What is needed: Make an exact copy of the entries below.
┌─ Given information
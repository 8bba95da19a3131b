//! Offline topic classification and list screening.

use anyhow::Result;
use quire_core::validation::validate_topic;
use quire_core::{Config, TopicClassification, TopicClassifier, TopicScreen, screen_topic};
use serde::Serialize;

use crate::output::{self, OutputFormat};

#[derive(Serialize)]
#[serde(rename_all = "camelCase")]
struct ClassifyOutput<'a> {
    topic: &'a str,
    matched_pattern: bool,
    #[serde(flatten)]
    classification: &'a TopicClassification,
    #[serde(flatten)]
    screen: &'a TopicScreen,
}

/// Execute the classify command.
pub fn execute(topic: &str, format: OutputFormat) -> Result<()> {
    let topic = validate_topic(topic)?;
    let config = Config::load()?;
    let classifier = TopicClassifier::new(&config.classifier)?;
    let classification = classifier.classify(&topic);
    let matched_pattern = classifier.matched_category(&topic).is_some();
    let screen = screen_topic(&config.safety, &topic)?;

    match format {
        OutputFormat::Json => output::print_json(&ClassifyOutput {
            topic: &topic,
            matched_pattern,
            classification: &classification,
            screen: &screen,
        })?,
        OutputFormat::Text => {
            output::print_classification(&topic, &classification, matched_pattern, &screen);
        },
    }
    Ok(())
}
└─
Reply to the exercise:
repository 8bba95da19a3131b
//! Offline topic classification and list screening.

use anyhow::Result;
use quire_core::validation::validate_topic;
use quire_core::{Config, TopicClassification, TopicClassifier, TopicScreen, screen_topic};
use serde::Serialize;

use crate::output::{self, OutputFormat};

#[derive(Serialize)]
#[serde(rename_all = "camelCase")]
struct ClassifyOutput<'a> {
    topic: &'a str,
    matched_pattern: bool,
    #[serde(flatten)]
    classification: &'a TopicClassification,
    #[serde(flatten)]
    screen: &'a TopicScreen,
}

/// Execute the classify command.
pub fn execute(topic: &str, format: OutputFormat) -> Result<()> {
    let topic = validate_topic(topic)?;
    let config = Config::load()?;
    let classifier = TopicClassifier::new(&config.classifier)?;
    let classification = classifier.classify(&topic);
    let matched_pattern = classifier.matched_category(&topic).is_some();
    let screen = screen_topic(&config.safety, &topic)?;

    match format {
        OutputFormat::Json => output::print_json(&ClassifyOutput {
            topic: &topic,
            matched_pattern,
            classification: &classification,
            screen: &screen,
        })?,
        OutputFormat::Text => {
            output::print_classification(&topic, &classification, matched_pattern, &screen);
        },
    }
    Ok(())
}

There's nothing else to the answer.